I think that a lot of the comments espousing college costs and debt as personal responsibility reflect the American "you're on your own" attitude to society. Personally, I think this ideology misses the point that college education in a population benefits society as a whole (crooked bankers notwithstanding). Which is why it's subsidized in many other countries.

Also, I don't get the distinction between personal responsibility with respect to paying for college (or a trade school) and lack thereof in K-12 education. And what about paying for roads, street lights, the fire department, or the police? If you're going to embrace personal responsibility, you should embrace it all the way, not cherry pick. So if you want light outside your house, you should pay for streetlights yourself. And if someone robs you, it's your fault for not having a more secure house and you should pay for the cops to do an investigation. Ditto for your house burning down because of, say, wildfires. Even if the fire was started by someone else and spread to your place, why should my tax dollars pay for putting out your house or stopping the fire before it gets there? I mean, seriously, your house benefits no one but you and your family and maybe a friend or two. BTW, why should my tax dollars fund your kid's K-12 education? Etc.

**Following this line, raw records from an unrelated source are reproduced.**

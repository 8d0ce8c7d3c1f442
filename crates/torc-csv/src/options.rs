//! Codec configuration.

use serde::{Deserialize, Serialize};

/// Options controlling how delimited text is decoded and encoded.
///
/// Constructed explicitly and passed to every codec call; there is no hidden
/// global configuration.
#[derive(Debug, Clone, Copy, PartialEq, Eq, Serialize, Deserialize)]
pub struct CsvOptions {
    /// Field delimiter. Default: `,`.
    pub delimiter: char,

    /// Quote character used to wrap fields containing the delimiter, the
    /// quote character itself, or line breaks. Default: `"`.
    pub quote: char,

    /// Drop lines that are empty after trimming before any parsing.
    /// When false, blank lines decode as rows of empty fields.
    /// Default: true.
    pub skip_empty_lines: bool,

    /// Trim surrounding whitespace from each decoded field and header.
    /// Default: true.
    pub trim_whitespace: bool,

    /// Quote every field on encode, not just the ones that need it.
    /// Decode ignores this flag. Default: false.
    pub always_quote: bool,
}

impl Default for CsvOptions {
    fn default() -> Self {
        Self {
            delimiter: ',',
            quote: '"',
            skip_empty_lines: true,
            trim_whitespace: true,
            always_quote: false,
        }
    }
}

impl CsvOptions {
    pub fn new() -> Self {
        Self::default()
    }

    /// Set the field delimiter.
    #[must_use]
    pub fn with_delimiter(mut self, delimiter: char) -> Self {
        self.delimiter = delimiter;
        self
    }

    /// Set the quote character.
    #[must_use]
    pub fn with_quote(mut self, quote: char) -> Self {
        self.quote = quote;
        self
    }

    /// Enable or disable dropping of blank lines.
    #[must_use]
    pub fn with_skip_empty_lines(mut self, enable: bool) -> Self {
        self.skip_empty_lines = enable;
        self
    }

    /// Enable or disable whitespace trimming of decoded fields.
    #[must_use]
    pub fn with_trim_whitespace(mut self, enable: bool) -> Self {
        self.trim_whitespace = enable;
        self
    }

    /// Enable or disable unconditional quoting on encode.
    #[must_use]
    pub fn with_always_quote(mut self, enable: bool) -> Self {
        self.always_quote = enable;
        self
    }
}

IMO, there's no difference between the societal need for public fire departments and the societal need for college-educated people. These people typically pay more taxes than they would have otherwise and spend more money in restaurants and shops. They write new software, solve old problems in science and medicine, and so on. Sure, they benefit personally, but so do fire fighters and the people who pave the streets. It's not like those people are working for free.

I suspect that people have these debates because paying for college has mental inertia in the American mind, not because there's some huge philosophical difference between subsidizing college and subsidizing 11th grade or the fire department.